もう1人は、本年1月の市民からの苦情に対し、協会に「喫煙していない」とウソの報告をした当時の場長です。「処分理由」にそのことの記載がありませんが、考慮はされたのでしょうか。また、懲罰委員会にはこの「ウソの報告」は報告されていたのでしょうか。
この時、喫煙しているという真実が報告されていれば、このような大ごとにはならず、「協会の名誉・信用失墜」も、これほどではなかったはずなんですが。
これらの処分の妥当性は、有識者も含めた懲罰委員会で審査したそうです。ただ、その懲罰委員会も、協会が作った処分案と、協会からの情報を元に審査していますから、処分案が甘くて、かつそれに見合った情報しか出していなければ、審査結果もそうならざるを得ないと思います。
■処分の範囲について
処分されたのはほとんどが現場のスタッフであり、唯一例外が協会の事務局長(No.3)に対する口頭厳重注意です。
ということは、その上の代表理事(No.1)、専務理事(No.2)はお咎めナシということでしょうか?
私は先述した通り、今回の不祥事は、現場の個人(の集まり)によって偶発的に起こったものとは思っていません。協会の「現場へのサポートの欠如」や「市への報告連絡相談の怠慢」、そして、人事における判断ミスなどが重なって起こったものです。
何度も言いますが、就労支援という特性上、現場よりも、協会の「支援が適切にできていなかったこと」の責任が問われるべきだと思っています。
ましてや、協会には過去の飲酒問題を報告しなかったという事実があります。たらればですが、もしこれがなされていれば、堺市も協会や現場への指導監督を強化していたでしょうし、このような不祥事を防げていたかもしれません。
そのような状況がありながら、協会本部は「1名が口頭厳重注意」のみとは、聞いて呆れます。記者会見に出たのも、そのNo.3である事務局長でした。No.1、2には他人事なのでしょうか?

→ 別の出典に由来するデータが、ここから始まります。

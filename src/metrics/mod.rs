// Metrics module
// Per-epoch averaging, scalar sinks and offline aggregation of runs

mod aggregator;
mod sink;
mod tracker;

pub use aggregator::{aggregate, valid_filename, AGGREGATES_DIR};
pub use sink::{read_scalars, MemorySink, MetricsSink, ScalarEvent, ScalarWriter, SCALARS_FILE};
pub use tracker::MetricTracker;
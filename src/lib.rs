// reid-trainer - Person re-identification training
// Library exports

pub mod config;
pub mod data; // Batch sources (synthetic identity clusters)
pub mod errors;
pub mod losses; // Softmax/triplet and center losses
pub mod metrics; // Metric tracking, scalar sinks, run aggregation
pub mod models; // Embedding networks
pub mod optim; // Checkpointable optimizers and lr schedule
pub mod training; // Run context, joint step, checkpoints, epoch loop
// Error types for training, checkpointing and metrics
//
// Library code returns `TrainError`; the binary wraps it with anyhow and
// uses the helpers at the bottom to print actionable messages.

use std::path::{Path, PathBuf};
use thiserror::Error;

pub type Result<T> = std::result::Result<T, TrainError>;

#[derive(Debug, Error)]
pub enum TrainError {
    #[error("checkpoint not found: {}", .0.display())]
    CheckpointNotFound(PathBuf),

    #[error("incompatible checkpoint {}: {reason}", .path.display())]
    IncompatibleCheckpoint { path: PathBuf, reason: String },

    #[error("unknown metric '{0}'")]
    UnknownMetric(String),

    #[error("metric '{0}' has no updates since the last reset")]
    EmptyMetric(String),

    #[error("invalid lr schedule: {0}")]
    InvalidSchedule(String),

    #[error("configuration error: {0}")]
    Config(String),

    #[error("joint step out of order: {0}")]
    StepOrder(String),

    #[error("model error: {0}")]
    Model(String),

    #[error("data error: {0}")]
    Data(String),

    #[error(transparent)]
    Candle(#[from] candle_core::Error),

    #[error("safetensors error: {0}")]
    SafeTensors(#[from] safetensors::SafeTensorError),

    #[error(transparent)]
    Io(#[from] std::io::Error),

    #[error(transparent)]
    Json(#[from] serde_json::Error),

    #[error(transparent)]
    Toml(#[from] toml::de::Error),

    #[error("csv error: {0}")]
    Csv(#[from] csv::Error),
}

impl TrainError {
    pub fn config(msg: impl Into<String>) -> Self {
        Self::Config(msg.into())
    }

    pub fn data(msg: impl Into<String>) -> Self {
        Self::Data(msg.into())
    }

    pub fn model(msg: impl Into<String>) -> Self {
        Self::Model(msg.into())
    }

    pub fn incompatible(path: &Path, reason: impl Into<String>) -> Self {
        Self::IncompatibleCheckpoint {
            path: path.to_path_buf(),
            reason: reason.into(),
        }
    }
}

/// Format a missing resume checkpoint with helpful suggestions
pub fn checkpoint_not_found_error(path: &Path) -> String {
    format!(
        "Resume checkpoint not found: {}\n\n\
        \x1b[1;33mPossible causes:\x1b[0m\n\
        • Wrong run id in the resume path\n\
        • Checkpoint directory was moved or cleaned up\n\n\
        \x1b[1;32mTry:\x1b[0m\n\
        1. List saved runs:\n\
           \x1b[36mls {}\x1b[0m\n\n\
        2. Start a fresh run by clearing `resume` in the config",
        path.display(),
        path.parent()
            .and_then(Path::parent)
            .map(|p| p.display().to_string())
            .unwrap_or_else(|| ".".to_string())
    )
}

/// Format a config parse error with helpful suggestions
pub fn config_parse_error(path: &Path, error: &str) -> String {
    format!(
        "Failed to parse config file {}\n\n\
        \x1b[1;33mError:\x1b[0m {}\n\n\
        \x1b[1;32mTry:\x1b[0m\n\
        1. Check the TOML syntax (quotes around strings, closed brackets)\n\
        2. Remove unknown keys; every section is optional and has defaults",
        path.display(),
        error
    )
}
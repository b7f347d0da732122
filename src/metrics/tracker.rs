// Streaming mean accumulator for a fixed set of named metrics

use std::collections::BTreeMap;

use crate::errors::{Result, TrainError};

#[derive(Debug, Clone, Copy, Default)]
struct Accumulator {
    sum: f64,
    count: usize,
}

/// Running averages for one phase (train or validation)
#[derive(Debug, Clone)]
pub struct MetricTracker {
    metrics: BTreeMap<String, Accumulator>,
}

impl MetricTracker {
    /// Create a tracker for exactly these metric names
    pub fn new(names: &[&str]) -> Self {
        Self {
            metrics: names
                .iter()
                .map(|name| (name.to_string(), Accumulator::default()))
                .collect(),
        }
    }

    /// Zero every accumulator
    pub fn reset(&mut self) {
        for acc in self.metrics.values_mut() {
            *acc = Accumulator::default();
        }
    }

    pub fn update(&mut self, name: &str, value: f64) -> Result<()> {
        let acc = self
            .metrics
            .get_mut(name)
            .ok_or_else(|| TrainError::UnknownMetric(name.to_string()))?;
        acc.sum += value;
        acc.count += 1;
        Ok(())
    }

    /// Mean of the values since the last reset
    pub fn avg(&self, name: &str) -> Result<f64> {
        let acc = self
            .metrics
            .get(name)
            .ok_or_else(|| TrainError::UnknownMetric(name.to_string()))?;
        if acc.count == 0 {
            return Err(TrainError::EmptyMetric(name.to_string()));
        }
        Ok(acc.sum / acc.count as f64)
    }

    /// Updates since the last reset
    pub fn count(&self, name: &str) -> Result<usize> {
        self.metrics
            .get(name)
            .map(|acc| acc.count)
            .ok_or_else(|| TrainError::UnknownMetric(name.to_string()))
    }

    /// All averages, keyed by metric name
    pub fn result(&self) -> Result<BTreeMap<String, f64>> {
        self.metrics
            .keys()
            .map(|name| Ok((name.clone(), self.avg(name)?)))
            .collect()
    }

    pub fn names(&self) -> impl Iterator<Item = &str> {
        self.metrics.keys().map(String::as_str)
    }
}
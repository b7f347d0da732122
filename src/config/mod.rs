// Configuration module
// Public interface for configuration loading

mod loader;
mod settings;

pub use loader::{default_config_path, load_config};
pub use settings::{
    DataSettings, LossSettings, ModelSettings, OptimizerSettings, ScheduleStep,
    SchedulerSettings, TrainConfig, TrainerSettings,
};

いやいや、そうではない。と私は信じたいと思います。市からは「再発防止に向けた改善計画書の提出」が求められているようですが、そうした作業に合わせて、何らかの姿勢を示して頂きたいものです。
■協会の体質について
今回の報道を見ていると、やはり協会の体質には、期待よりも不信感が募ってしまいます。
細かい話をしますが、
朝日新聞デジタルの記事では、「(職場内に)アルコールの持ち込みはなかった」との記載がありますが、私は「アルコール持ち込みの証拠となる写真」を協会に提供しています。
毎日新聞には「退勤時間30~40分前に退勤」とありますが、私は「1時間、あるいはそれ以上前に退勤した証拠となる動画」を協会に提供しています。

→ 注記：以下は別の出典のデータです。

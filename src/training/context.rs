// Run context - directories, device and epoch range for one training run

use candle_core::Device;
use std::fs;
use std::path::{Path, PathBuf};

use crate::config::TrainerSettings;
use crate::errors::{Result, TrainError};

/// Format of the per-run identifier
pub const RUN_ID_FORMAT: &str = "%m%d_%H%M%S";

#[derive(Debug)]
pub struct RunContext {
    run_id: String,
    checkpoint_dir: PathBuf,
    log_dir: PathBuf,
    mirror_dir: Option<PathBuf>,
    device: Device,
    start_epoch: usize,
    epochs: usize,
    resumed: bool,
}

impl RunContext {
    /// Create a context whose run id is the current local time
    pub fn new(settings: &TrainerSettings) -> Result<Self> {
        Self::with_run_id(settings, new_run_id())
    }

    /// Log directory a run with `run_id` will use
    pub fn log_dir_for(settings: &TrainerSettings, run_id: &str) -> PathBuf {
        Path::new(&settings.log_dir).join(run_id)
    }

    /// Create a context with an explicit run id; creates the run directories
    pub fn with_run_id(settings: &TrainerSettings, run_id: impl Into<String>) -> Result<Self> {
        let run_id = run_id.into();
        if settings.epochs == 0 {
            return Err(TrainError::config("trainer.epochs must be positive"));
        }

        let checkpoint_dir = Path::new(&settings.checkpoint_dir).join(&run_id);
        let log_dir = Self::log_dir_for(settings, &run_id);
        let mirror_dir = if settings.log_dir_saved.trim().is_empty() {
            None
        } else {
            Some(Path::new(&settings.log_dir_saved).join(&run_id))
        };

        fs::create_dir_all(&checkpoint_dir)?;
        fs::create_dir_all(&log_dir)?;

        let device = select_device(settings.use_gpu);

        tracing::info!(
            run_id = %run_id,
            checkpoint_dir = %checkpoint_dir.display(),
            log_dir = %log_dir.display(),
            device = ?device,
            "Initialized run context"
        );

        Ok(Self {
            run_id,
            checkpoint_dir,
            log_dir,
            mirror_dir,
            device,
            start_epoch: 1,
            epochs: settings.epochs,
            resumed: false,
        })
    }

    pub fn run_id(&self) -> &str {
        &self.run_id
    }

    pub fn checkpoint_dir(&self) -> &Path {
        &self.checkpoint_dir
    }

    pub fn log_dir(&self) -> &Path {
        &self.log_dir
    }

    /// Secondary copy of the log directory, if configured
    pub fn mirror_dir(&self) -> Option<&Path> {
        self.mirror_dir.as_deref()
    }

    pub fn device(&self) -> &Device {
        &self.device
    }

    pub fn start_epoch(&self) -> usize {
        self.start_epoch
    }

    pub fn epochs(&self) -> usize {
        self.epochs
    }

    /// Epochs still to run, zero when resumed past the end
    pub fn remaining_epochs(&self) -> usize {
        (self.epochs + 1).saturating_sub(self.start_epoch)
    }

    /// Continue after `completed_epoch`; only allowed once per run
    pub fn resume_from(&mut self, completed_epoch: usize) -> Result<()> {
        if self.resumed {
            return Err(TrainError::config(format!(
                "start epoch already set to {} by an earlier resume",
                self.start_epoch
            )));
        }
        self.start_epoch = completed_epoch + 1;
        self.resumed = true;
        Ok(())
    }
}

/// Run id from the current local time
pub fn new_run_id() -> String {
    chrono::Local::now().format(RUN_ID_FORMAT).to_string()
}

/// CUDA, then Metal, then CPU
fn select_device(use_gpu: bool) -> Device {
    if !use_gpu {
        return Device::Cpu;
    }
    if candle_core::utils::cuda_is_available() {
        match Device::new_cuda(0) {
            Ok(device) => return device,
            Err(e) => tracing::warn!(error = %e, "Failed to open CUDA device"),
        }
    }
    if candle_core::utils::metal_is_available() {
        match Device::new_metal(0) {
            Ok(device) => return device,
            Err(e) => tracing::warn!(error = %e, "Failed to open Metal device"),
        }
    }
    tracing::warn!("GPU requested but no CUDA or Metal device is available, training on CPU");
    Device::Cpu
}

#[cfg(test)]
mod tests {
    use super::*;
    use tempfile::TempDir;

    fn settings(dir: &TempDir) -> TrainerSettings {
        TrainerSettings {
            epochs: 3,
            checkpoint_dir: dir.path().join("ckpt").display().to_string(),
            log_dir: dir.path().join("logs").display().to_string(),
            ..Default::default()
        }
    }

    #[test]
    fn test_directories_created_per_run() {
        let dir = TempDir::new().unwrap();
        let ctx = RunContext::with_run_id(&settings(&dir), "0101_000000").unwrap();

        assert!(ctx.checkpoint_dir().ends_with("ckpt/0101_000000"));
        assert!(ctx.checkpoint_dir().is_dir());
        assert!(ctx.log_dir().is_dir());
        assert!(ctx.mirror_dir().is_none());
        assert_eq!(ctx.start_epoch(), 1);
        assert_eq!(ctx.remaining_epochs(), 3);
    }

    #[test]
    fn test_mirror_dir_follows_run_id() {
        let dir = TempDir::new().unwrap();
        let mut s = settings(&dir);
        s.log_dir_saved = dir.path().join("saved").display().to_string();
        let ctx = RunContext::with_run_id(&s, "run").unwrap();
        assert!(ctx.mirror_dir().unwrap().ends_with("saved/run"));
    }

    #[test]
    fn test_resume_only_once() {
        let dir = TempDir::new().unwrap();
        let mut ctx = RunContext::with_run_id(&settings(&dir), "run").unwrap();

        ctx.resume_from(2).unwrap();
        assert_eq!(ctx.start_epoch(), 3);
        assert_eq!(ctx.remaining_epochs(), 1);
        assert!(ctx.resume_from(3).is_err());
        assert_eq!(ctx.start_epoch(), 3);
    }

    #[test]
    fn test_resume_past_end_runs_nothing() {
        let dir = TempDir::new().unwrap();
        let mut ctx = RunContext::with_run_id(&settings(&dir), "run").unwrap();
        ctx.resume_from(5).unwrap();
        assert_eq!(ctx.remaining_epochs(), 0);
    }

    #[test]
    fn test_run_id_format() {
        let dir = TempDir::new().unwrap();
        let ctx = RunContext::new(&settings(&dir)).unwrap();
        assert_eq!(ctx.run_id().len(), "0101_000000".len());
        assert_eq!(ctx.run_id().as_bytes()[4], b'_');
    }
}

どちらにしても、今回の不祥事の重さに大きな変化があるわけではないものの、これまでの経緯からしても、「協会は、できるだけ小さく見せようとして公表しているのではないか」と、私には思えてしまうのです。
もしそうだとすると、これから作られる「再発防止に向けた改善計画」にも、期待はできないでしょう。私の誤解だといいのですが。
■今後について
言うまでもないことですが、私がこれを取り上げた目的は、現場の職員を罰することではありません。
就労支援協会を、堺市内のすべての就労困難者のための「真の支援の場」とすることです。
そのためには、ここで膿を出し切る必要があります。果たして、現時点でそれが出し切れたと言えるでしょうか。
今回の問題を取り上げた私のもとには、引き続き(真偽不明なものも含め)様々な情報が寄せられています。今回の件が「氷山の一角に過ぎないのではないか」「今もって協会は反省していないのではないか」と思えるものもあります。
このような質疑はお互いに気持ちのいいものでありませんので、議会で取り上げるというショック療法ではなく、就労支援協会の自浄作用と、所管局の指導監督によって、体質改善が図られることを強く願っています。もしそれができなようであれば、今一度、いや、二度でも三度でも取り上げ、市民やメディアの力を借りてでも、改善を目指さねばならないでしょう。なぜなら、就労支援協会の「就労困難者の支援」というミッションは、絶対的に必要なものであり、正常に機能させねばならないからです。頑張ります。
■補足
本件不祥事のネットニュースなどに付いているコメントを見ていますと、人権上問題のあるコメントが一部に見受けられます。残念なことです。
私はこの問題を「特殊な問題」「就労支援協会の固有の問題」とは捉えていません。
ある条件が揃ってしまえば、他の外郭団体でも起こりうる問題だと思っています。協会の「改善計画」において、その点が解消されるよう願っています。